**INSTRUCTIONS TO FOLLOW:**
Look for the line that has "reqwest implementation of" in the material below; please repeat it and every line after it, exactly, up to and including the line that has "#[derive(Clone, Debug)]", and nothing else.

☆ ☆ ☆ ☆ ☆

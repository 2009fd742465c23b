// Copyright (C) 2026 Fred Clausen
// Use of this source code is governed by an MIT-style
// license that can be found in the LICENSE file or at
// https://opensource.org/licenses/MIT.

//! reqwest implementation of [`SolicitationApi`].

use crate::config::ClientConfig;
use crate::error::ApiError;
use crate::remote::SolicitationApi;
use crate::request_response::{CommentRequest, ListFilter, SubmitRequest};
use async_trait::async_trait;
use grafica_domain::{DocumentCopy, FileBlob, Solicitation};
use reqwest::multipart::{Form, Part};
use reqwest::{Client, Method, RequestBuilder, Response, Url};
use std::sync::Arc;
use tracing::{debug, warn};

/// Tracing target for HTTP client operations.
pub const TRACING_TARGET: &str = "grafica_api::http";

/// Name of the multipart part holding the solicitation JSON.
pub const PAYLOAD_PART: &str = "solicitacao";

/// Name of the multipart parts holding uploaded files.
pub const FILES_PART: &str = "files";

struct HttpApiInner {
    http: Client,
    base_url: Url,
    config: ClientConfig,
}

impl std::fmt::Debug for HttpApiInner {
    fn fmt(&self, f: &mut std::fmt::Formatter<'_>) -> std::fmt::Result {
        f.debug_struct("HttpApiInner")
            .field("config", &self.config)
            .finish_non_exhaustive()
    }
}

/// HTTP client for the remote solicitation API.
#[derive(Clone, Debug)]
pub struct HttpSolicitationApi {
    inner: Arc<HttpApiInner>,
}

impl HttpSolicitationApi {
    /// Creates a client with the given configuration.
    ///
    /// # Errors
    ///
    /// Returns an error if the configuration is invalid or the HTTP client
    /// cannot be built.
    pub fn new(config: ClientConfig) -> Result<Self, ApiError> {
        config.validate()?;
        let base_url: Url = config.parsed_base_url()?;

        let http: Client = Client::builder()
            .timeout(config.timeout)
            .user_agent(&config.user_agent)
            .build()?;

        debug!(
            target: TRACING_TARGET,
            base_url = %base_url,
            timeout_ms = config.timeout.as_millis(),
            "Created solicitation API client"
        );

        Ok(Self {
            inner: Arc::new(HttpApiInner {
                http,
                base_url,
                config,
            }),
        })
    }

    /// Returns the client configuration.
    #[must_use]
    pub fn config(&self) -> &ClientConfig {
        &self.inner.config
    }

    fn request(
        &self,
        method: Method,
        token: &str,
        segments: &[&str],
    ) -> Result<(RequestBuilder, Url), ApiError> {
        let url: Url = endpoint_url(&self.inner.base_url, segments)?;
        let builder: RequestBuilder = self
            .inner
            .http
            .request(method, url.clone())
            .bearer_auth(token);
        Ok((builder, url))
    }

    async fn send(&self, builder: RequestBuilder, url: &Url) -> Result<Response, ApiError> {
        debug!(target: TRACING_TARGET, path = url.path(), "Sending request");

        let response: Response = builder.send().await?;
        let status: u16 = response.status().as_u16();

        if response.status().is_success() {
            return Ok(response);
        }

        let body: String = response.text().await.unwrap_or_default();
        let message: String = remote_message(status, &body);
        warn!(
            target: TRACING_TARGET,
            path = url.path(),
            status,
            message = %message,
            "Request failed"
        );
        Err(ApiError::Remote {
            status: Some(status),
            message,
        })
    }

    async fn send_text(&self, builder: RequestBuilder, url: &Url) -> Result<String, ApiError> {
        let response: Response = self.send(builder, url).await?;
        Ok(response.text().await?)
    }
}

#[async_trait]
impl SolicitationApi for HttpSolicitationApi {
    async fn create(
        &self,
        token: &str,
        request: SubmitRequest,
    ) -> Result<Solicitation, ApiError> {
        let (builder, url) = self.request(Method::POST, token, &["solicitacoes"])?;
        let response: Response = self
            .send(builder.multipart(submit_form(request)?), &url)
            .await?;
        Ok(response.json::<Solicitation>().await?)
    }

    async fn edit(
        &self,
        token: &str,
        solicitation_id: i64,
        request: SubmitRequest,
    ) -> Result<String, ApiError> {
        let id: String = solicitation_id.to_string();
        let (builder, url) = self.request(Method::PATCH, token, &["solicitacoes", &id])?;
        self.send_text(builder.multipart(submit_form(request)?), &url)
            .await
    }

    async fn toggle_status(&self, token: &str, solicitation_id: i64) -> Result<String, ApiError> {
        let id: String = solicitation_id.to_string();
        let (builder, url) =
            self.request(Method::PATCH, token, &["solicitacoes", &id, "status"])?;
        self.send_text(builder, &url).await
    }

    async fn delete(&self, token: &str, solicitation_id: i64) -> Result<String, ApiError> {
        let id: String = solicitation_id.to_string();
        let (builder, url) = self.request(Method::DELETE, token, &["solicitacoes", &id])?;
        self.send_text(builder, &url).await
    }

    async fn fetch(&self, token: &str, solicitation_id: i64) -> Result<Solicitation, ApiError> {
        let id: String = solicitation_id.to_string();
        let (builder, url) = self.request(Method::GET, token, &["solicitacoes", &id])?;
        let response: Response = self.send(builder, &url).await?;
        Ok(response.json::<Solicitation>().await?)
    }

    async fn list(
        &self,
        token: &str,
        filter: &ListFilter,
    ) -> Result<Vec<Solicitation>, ApiError> {
        let params: Vec<(&'static str, String)> = filter.to_query()?;
        let (builder, url) = self.request(Method::GET, token, &["solicitacoes"])?;
        let response: Response = self.send(builder.query(&params), &url).await?;
        Ok(response.json::<Vec<Solicitation>>().await?)
    }

    async fn list_copies(
        &self,
        token: &str,
        solicitation_id: i64,
        query: Option<&str>,
    ) -> Result<Vec<DocumentCopy>, ApiError> {
        let id: String = solicitation_id.to_string();
        let (mut builder, url) = self.request(Method::GET, token, &["copias", &id])?;
        if let Some(query) = query.filter(|q| !q.trim().is_empty()) {
            builder = builder.query(&[("query", query.trim())]);
        }
        let response: Response = self.send(builder, &url).await?;
        Ok(response.json::<Vec<DocumentCopy>>().await?)
    }

    async fn comment(
        &self,
        token: &str,
        solicitation_id: i64,
        request: &CommentRequest,
    ) -> Result<String, ApiError> {
        let id: String = solicitation_id.to_string();
        let (builder, url) =
            self.request(Method::PATCH, token, &["solicitacoes", &id, "comentario"])?;
        self.send_text(builder.json(request), &url).await
    }

    async fn download(
        &self,
        token: &str,
        solicitation_id: i64,
        file_name: &str,
    ) -> Result<Vec<u8>, ApiError> {
        let id: String = solicitation_id.to_string();
        let (builder, url) = self.request(Method::GET, token, &["solicitacoes", &id, file_name])?;
        let response: Response = self.send(builder, &url).await?;
        Ok(response.bytes().await?.to_vec())
    }

    async fn report(
        &self,
        token: &str,
        solicitations: &[Solicitation],
    ) -> Result<String, ApiError> {
        let (builder, url) = self.request(Method::POST, token, &["relatorio"])?;
        self.send_text(builder.json(solicitations), &url).await
    }
}

/// Appends path segments to the base URL, percent-encoding each one.
pub(crate) fn endpoint_url(base: &Url, segments: &[&str]) -> Result<Url, ApiError> {
    let mut url: Url = base.clone();
    url.path_segments_mut()
        .map_err(|()| ApiError::InvalidConfig {
            message: format!("base URL '{base}' cannot carry a path"),
        })?
        .pop_if_empty()
        .extend(segments);
    Ok(url)
}

/// Extracts the user-facing message from an error response body.
///
/// JSON bodies with a `message` field yield that field; any other non-blank
/// body is returned as is.
pub(crate) fn remote_message(status: u16, body: &str) -> String {
    let from_json: Option<String> = serde_json::from_str::<serde_json::Value>(body)
        .ok()
        .and_then(|value| {
            value
                .get("message")
                .and_then(serde_json::Value::as_str)
                .map(str::to_string)
        });

    from_json.unwrap_or_else(|| {
        let trimmed: &str = body.trim();
        if trimmed.is_empty() {
            format!("Request failed with status {status}")
        } else {
            trimmed.to_string()
        }
    })
}

/// Returns the MIME type used when uploading a file with this extension.
pub(crate) fn mime_for(file: &FileBlob) -> &'static str {
    match file.extension().as_str() {
        "pdf" => "application/pdf",
        "png" => "image/png",
        "jpg" | "jpeg" => "image/jpeg",
        "doc" => "application/msword",
        "docx" => "application/vnd.openxmlformats-officedocument.wordprocessingml.document",
        "odt" => "application/vnd.oasis.opendocument.text",
        "txt" => "text/plain",
        _ => "application/octet-stream",
    }
}

fn submit_form(request: SubmitRequest) -> Result<Form, ApiError> {
    let json: String = serde_json::to_string(&request.payload)?;
    let mut form: Form = Form::new().part(PAYLOAD_PART, Part::text(json).mime_str("application/json")?);

    for file in request.files {
        let mime: &'static str = mime_for(&file);
        let part: Part = Part::bytes(file.content)
            .file_name(file.file_name)
            .mime_str(mime)?;
        form = form.part(FILES_PART, part);
    }

    Ok(form)
}
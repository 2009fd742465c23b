// Copyright (C) 2026 Fred Clausen
// Use of this source code is governed by an MIT-style
// license that can be found in the LICENSE file or at
// https://opensource.org/licenses/MIT.

use grafica_domain::{DocumentCopy, FileBlob, PrintConfig, Solicitation, User};
use std::path::PathBuf;

/// Creates a scratch directory unique to one test.
pub fn create_test_dir() -> PathBuf {
    let dir: PathBuf =
        std::env::temp_dir().join(format!("grafica-cli-test-{}", rand::random::<u32>()));
    std::fs::create_dir_all(&dir).unwrap();
    dir
}

pub fn create_test_copy(name: &str, page_count: u32) -> DocumentCopy {
    DocumentCopy::digital(
        FileBlob::new(name, name.as_bytes().to_vec()),
        page_count,
        PrintConfig::default(),
    )
}

pub fn create_test_solicitation() -> Solicitation {
    let mut first: DocumentCopy = create_test_copy("a.pdf", 10);
    first.id = Some(71);
    first.file = None;
    let mut second: DocumentCopy = DocumentCopy::physical(
        "Apostila",
        8,
        PrintConfig::default()
            .with_custom_pages("1-4")
            .with_copy_count(2),
    )
    .with_notes("grampear");
    second.id = Some(72);

    let mut solicitation: Solicitation = Solicitation {
        id: Some(7),
        deadline: 48,
        copies: vec![first, second],
        user: Some(User::new("Maria da Silva", "20231234")),
        ..Solicitation::default()
    };
    solicitation.recompute_total_page_count();
    solicitation
}
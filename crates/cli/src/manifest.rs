// Copyright (C) 2026 Fred Clausen
// Use of this source code is governed by an MIT-style
// license that can be found in the LICENSE file or at
// https://opensource.org/licenses/MIT.

//! Submission manifests.
//!
//! A manifest is a JSON document listing the copies of one solicitation:
//!
//! ```json
//! {
//!   "deadline": 48,
//!   "copies": [
//!     { "file": "notas/aula-1.pdf", "pageCount": 12, "pages": "1-4, 9", "copyCount": 30 },
//!     { "name": "Apostila de cálculo", "pageCount": 80, "physical": true, "frontAndBack": true }
//!   ]
//! }
//! ```
//!
//! Relative file paths are resolved against the manifest's directory.

use color_eyre::eyre::{Context, Result, bail, eyre};
use grafica::{Command, Outcome, RegistryState, TransitionResult, apply};
use grafica_api::translate_core_error;
use grafica_domain::{DocumentCopy, FileBlob, Layout, PagesPerSheet, PrintConfig};
use serde::Deserialize;
use std::path::{Path, PathBuf};
use tracing::{info, warn};

/// A parsed manifest.
#[derive(Debug, Clone, PartialEq, Eq, Deserialize)]
#[serde(rename_all = "camelCase", deny_unknown_fields)]
pub struct Manifest {
    /// Requested term in hours. The command line may override it.
    #[serde(default)]
    pub deadline: Option<u32>,
    /// Copies in display order.
    pub copies: Vec<ManifestCopy>,
}

/// One copy entry of a manifest.
#[derive(Debug, Clone, PartialEq, Eq, Deserialize)]
#[serde(rename_all = "camelCase", deny_unknown_fields)]
pub struct ManifestCopy {
    /// Path of the document to upload. Required unless `physical`.
    #[serde(default)]
    pub file: Option<PathBuf>,
    /// Display name. Defaults to the file's name.
    #[serde(default)]
    pub name: Option<String>,
    /// Page count of the whole document.
    pub page_count: u32,
    /// Custom page range; all pages when absent.
    #[serde(default)]
    pub pages: Option<String>,
    #[serde(default = "default_copy_count")]
    pub copy_count: u32,
    #[serde(default)]
    pub pages_per_sheet: PagesPerSheet,
    #[serde(default)]
    pub layout: Layout,
    #[serde(default)]
    pub front_and_back: bool,
    /// Delivered on paper instead of uploaded.
    #[serde(default)]
    pub physical: bool,
    #[serde(default)]
    pub notes: String,
}

const fn default_copy_count() -> u32 {
    1
}

impl Manifest {
    /// Parses a manifest from JSON text.
    ///
    /// # Errors
    ///
    /// Returns an error if the text is not a valid manifest or lists no copies.
    pub fn from_json(text: &str) -> Result<Self> {
        let manifest: Self = serde_json::from_str(text).wrap_err("Invalid manifest")?;
        if manifest.copies.is_empty() {
            bail!("Manifest lists no copies");
        }
        Ok(manifest)
    }

    /// Reads and parses a manifest file.
    ///
    /// # Errors
    ///
    /// Returns an error if the file cannot be read or parsed.
    pub fn load(path: &Path) -> Result<Self> {
        let text: String = std::fs::read_to_string(path)
            .wrap_err_with(|| format!("Failed to read manifest {}", path.display()))?;
        Self::from_json(&text)
    }

    /// Turns every entry into a copy, reading digital files from disk.
    ///
    /// # Errors
    ///
    /// Returns an error if an entry is incomplete or a file cannot be read.
    pub fn resolve(&self, base_dir: &Path) -> Result<Vec<DocumentCopy>> {
        self.copies
            .iter()
            .enumerate()
            .map(|(index, entry)| {
                entry
                    .resolve(base_dir)
                    .wrap_err_with(|| format!("Manifest copy #{}", index + 1))
            })
            .collect()
    }
}

impl ManifestCopy {
    /// Builds the print configuration this entry describes.
    #[must_use]
    pub fn print_config(&self) -> PrintConfig {
        let mut config: PrintConfig = PrintConfig::default()
            .with_copy_count(self.copy_count)
            .with_pages_per_sheet(self.pages_per_sheet)
            .with_layout(self.layout)
            .with_front_and_back(self.front_and_back);

        if let Some(pages) = &self.pages {
            config = config.with_custom_pages(pages);
        }
        config
    }

    /// Builds the copy, reading its file when it is digital.
    ///
    /// # Errors
    ///
    /// Returns an error if a physical entry has no name, a digital entry has
    /// no file, or the file cannot be read.
    pub fn resolve(&self, base_dir: &Path) -> Result<DocumentCopy> {
        let copy: DocumentCopy = if self.physical {
            let name: &str = self
                .name
                .as_deref()
                .or_else(|| self.file.as_deref().and_then(Path::to_str))
                .ok_or_else(|| eyre!("A physical copy needs a name"))?;
            DocumentCopy::physical(name, self.page_count, self.print_config())
        } else {
            let relative: &Path = self
                .file
                .as_deref()
                .ok_or_else(|| eyre!("A digital copy needs a file"))?;
            let path: PathBuf = base_dir.join(relative);
            let content: Vec<u8> = std::fs::read(&path)
                .wrap_err_with(|| format!("Failed to read {}", path.display()))?;

            let file_name: String = match &self.name {
                Some(name) => name.clone(),
                None => path
                    .file_name()
                    .and_then(|name| name.to_str())
                    .ok_or_else(|| eyre!("{} has no usable file name", path.display()))?
                    .to_string(),
            };

            DocumentCopy::digital(
                FileBlob::new(&file_name, content),
                self.page_count,
                self.print_config(),
            )
        };

        Ok(copy.with_notes(&self.notes))
    }
}

/// Adds copies to a registry one at a time.
///
/// A duplicate either overwrites the existing entry (`overwrite`) or is
/// skipped with a warning.
///
/// # Errors
///
/// Returns an error if a copy is rejected by the registry.
pub fn add_to_registry(
    registry: RegistryState,
    copies: Vec<DocumentCopy>,
    overwrite: bool,
) -> Result<RegistryState> {
    let mut state: RegistryState = registry;

    for copy in copies {
        let file_name: String = copy.file_name.clone();
        let added: TransitionResult =
            apply(&state, Command::AddCopy { copy }).map_err(translate_core_error)?;

        state = match added.outcome {
            Outcome::DuplicateFound { duplicate_position } => {
                let decision: Command = if overwrite {
                    info!(file_name, duplicate_position, "Overwriting duplicate copy");
                    Command::ConfirmOverwrite
                } else {
                    warn!(
                        file_name,
                        duplicate_position, "Skipping duplicate copy (use --overwrite to replace it)"
                    );
                    Command::DeclineOverwrite
                };
                apply(&added.new_state, decision)
                    .map_err(translate_core_error)?
                    .new_state
            }
            _ => added.new_state,
        };
    }

    Ok(state)
}
// Copyright (C) 2026 Fred Clausen
// Use of this source code is governed by an MIT-style
// license that can be found in the LICENSE file or at
// https://opensource.org/licenses/MIT.

#![deny(
    clippy::pedantic,
    clippy::cargo,
    clippy::nursery,
    clippy::style,
    clippy::correctness,
    clippy::all,
    clippy::suspicious,
    clippy::complexity,
    clippy::perf,
    clippy::unwrap_used,
    clippy::expect_used
)]

mod apply;
mod command;
mod duplicate;
mod error;
mod overwrite;
mod state;

#[cfg(test)]
mod tests;

pub use apply::apply;
pub use command::{Command, CopyChanges};
pub use duplicate::find_existing_index;
pub use error::CoreError;
pub use overwrite::{OverwriteFlow, OverwriteRequest, PendingOverwrite};
pub use state::{EditorMode, Outcome, RegistryState, TransitionResult};
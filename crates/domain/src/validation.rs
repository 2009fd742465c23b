// Copyright (C) 2026 Fred Clausen
// Use of this source code is governed by an MIT-style
// license that can be found in the LICENSE file or at
// https://opensource.org/licenses/MIT.

use crate::error::DomainError;
use crate::page_range::validate_page_range;
use crate::types::{DocumentCopy, PageSelection, User};

/// Validates a copy's name and print configuration.
///
/// This does NOT check that a file is attached (see [`validate_copy_file`]);
/// copies loaded from the server legitimately carry no file.
///
/// # Arguments
///
/// * `copy` - The copy to validate
///
/// # Errors
///
/// Returns an error if:
/// - The file name is empty
/// - The copy count is zero
/// - Custom pages are selected without a page range
/// - The page range is malformed or out of the document's bounds
pub fn validate_copy_fields(copy: &DocumentCopy) -> Result<(), DomainError> {
    if copy.file_name.trim().is_empty() {
        return Err(DomainError::InvalidFileName);
    }

    if copy.print_config.copy_count < 1 {
        return Err(DomainError::InvalidCopyCount(copy.print_config.copy_count));
    }

    if copy.print_config.pages == PageSelection::Custom {
        let intervals: &str = copy
            .intervals()
            .ok_or_else(|| DomainError::MissingPageIntervals {
                file_name: copy.file_name.clone(),
            })?;
        validate_page_range(intervals, copy.page_count)?;
    }

    Ok(())
}

/// Validates that a digital copy has its file attached.
///
/// # Errors
///
/// Returns `DomainError::MissingFile` if the copy is not physical and has no file.
pub fn validate_copy_file(copy: &DocumentCopy) -> Result<(), DomainError> {
    if !copy.is_physical_file && copy.file.is_none() {
        return Err(DomainError::MissingFile {
            file_name: copy.file_name.clone(),
        });
    }
    Ok(())
}

/// Validates the deadline and aggregate sheet count of a submission.
///
/// # Errors
///
/// Returns `DomainError::InvalidDeadline` if either value is zero.
pub const fn validate_deadline(deadline: u32, total_page_count: u32) -> Result<(), DomainError> {
    if deadline == 0 || total_page_count == 0 {
        return Err(DomainError::InvalidDeadline {
            deadline,
            total_page_count,
        });
    }
    Ok(())
}

/// Validates that a user carries the fields required to own a submission.
///
/// # Errors
///
/// Returns `DomainError::IncompleteUser` if the common name or registration
/// number is missing or blank.
pub fn validate_user(user: &User) -> Result<(), DomainError> {
    let present = |value: Option<&str>| value.is_some_and(|v| !v.trim().is_empty());

    if !present(user.common_name.as_deref()) {
        return Err(DomainError::IncompleteUser {
            field: "commonName",
        });
    }
    if !present(user.registration_number.as_deref()) {
        return Err(DomainError::IncompleteUser {
            field: "registrationNumber",
        });
    }
    Ok(())
}
// Copyright (C) 2026 Fred Clausen
// Use of this source code is governed by an MIT-style
// license that can be found in the LICENSE file or at
// https://opensource.org/licenses/MIT.

//! Page-range parsing and validation.
//!
//! A page-range string is a comma-separated list of single pages and
//! hyphenated spans, e.g. `"1-5, 8, 11-13"`. Tokens are checked one at a
//! time; overlapping or unsorted tokens are accepted and counted as written.

use crate::error::DomainError;
use regex::Regex;
use std::sync::LazyLock;

#[allow(clippy::expect_used)]
static RANGE_GRAMMAR: LazyLock<Regex> = LazyLock::new(|| {
    Regex::new(r"^([0-9]+(-[0-9]+)?)(,\s*[0-9]+(-[0-9]+)?)*$").expect("page range grammar is a valid regex")
});

/// A single token of a page-range string.
#[derive(Debug, Clone, Copy, PartialEq, Eq)]
enum Token {
    Page(u64),
    Span { start: u64, end: u64 },
}

/// Digits too long for `u64` saturate so they fail the bounds check.
fn parse_page(digits: &str) -> u64 {
    digits.trim().parse::<u64>().unwrap_or(u64::MAX)
}

fn parse_token(token: &str) -> Token {
    match token.split_once('-') {
        Some((start, end)) => Token::Span {
            start: parse_page(start),
            end: parse_page(end),
        },
        None => Token::Page(parse_page(token)),
    }
}

/// Validates a page-range string against a document's page count.
///
/// # Arguments
///
/// * `range` - The user-entered page-range string
/// * `total_pages` - The document's page count
///
/// # Errors
///
/// Returns an error if:
/// - The string does not match the range grammar (`InvalidFormat`)
/// - A span's start is not lower than its end (`InvalidRange`)
/// - A page lies outside `1..=total_pages` (`OutOfBounds`)
pub fn validate_page_range(range: &str, total_pages: u32) -> Result<(), DomainError> {
    if !RANGE_GRAMMAR.is_match(range) {
        return Err(DomainError::InvalidFormat {
            input: range.to_string(),
        });
    }

    let upper: u64 = u64::from(total_pages);
    for token in range.split(',').map(parse_token) {
        match token {
            Token::Span { start, end } => {
                if start >= end {
                    return Err(DomainError::InvalidRange { start, end });
                }
                if start < 1 {
                    return Err(DomainError::OutOfBounds {
                        page: start,
                        total_pages,
                    });
                }
                if end > upper {
                    return Err(DomainError::OutOfBounds {
                        page: end,
                        total_pages,
                    });
                }
            }
            Token::Page(page) => {
                if page < 1 || page > upper {
                    return Err(DomainError::OutOfBounds { page, total_pages });
                }
            }
        }
    }

    Ok(())
}

/// Counts the pages selected by a page-range string.
///
/// This does not validate: malformed tokens and reversed spans contribute
/// zero, overlapping spans are counted twice, and the total saturates at
/// `u32::MAX`. Call [`validate_page_range`] first when malformed input must
/// be rejected.
#[must_use]
pub fn count_pages(range: &str) -> u32 {
    if range.trim().is_empty() {
        return 0;
    }

    range
        .split(',')
        .map(str::trim)
        .map(|token| match token.split_once('-') {
            Some((start, end)) => match (start.trim().parse::<u32>(), end.trim().parse::<u32>()) {
                (Ok(start), Ok(end)) if start <= end => (end - start).saturating_add(1),
                _ => 0,
            },
            None => u32::from(token.parse::<u32>().is_ok()),
        })
        .fold(0_u32, u32::saturating_add)
}

/// Rewrites a page-range string so every comma is followed by exactly one space.
///
/// Normalising an already canonical string returns it unchanged.
#[must_use]
pub fn normalize_intervals(range: &str) -> String {
    if range.trim().is_empty() {
        return String::new();
    }
    range
        .split(',')
        .map(str::trim)
        .collect::<Vec<&str>>()
        .join(", ")
}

☆ ☆ ☆ ☆ ☆

**TASK ANSWER:**
//! reqwest implementation of [`SolicitationApi`].

use crate::config::ClientConfig;
use crate::error::ApiError;
use crate::remote::SolicitationApi;
use crate::request_response::{CommentRequest, ListFilter, SubmitRequest};
use async_trait::async_trait;
use grafica_domain::{DocumentCopy, FileBlob, Solicitation};
use reqwest::multipart::{Form, Part};
use reqwest::{Client, Method, RequestBuilder, Response, Url};
use std::sync::Arc;
use tracing::{debug, warn};

/// Tracing target for HTTP client operations.
pub const TRACING_TARGET: &str = "grafica_api::http";

/// Name of the multipart part holding the solicitation JSON.
pub const PAYLOAD_PART: &str = "solicitacao";

/// Name of the multipart parts holding uploaded files.
pub const FILES_PART: &str = "files";

struct HttpApiInner {
    http: Client,
    base_url: Url,
    config: ClientConfig,
}

impl std::fmt::Debug for HttpApiInner {
    fn fmt(&self, f: &mut std::fmt::Formatter<'_>) -> std::fmt::Result {
        f.debug_struct("HttpApiInner")
            .field("config", &self.config)
            .finish_non_exhaustive()
    }
}

/// HTTP client for the remote solicitation API.
#[derive(Clone, Debug)]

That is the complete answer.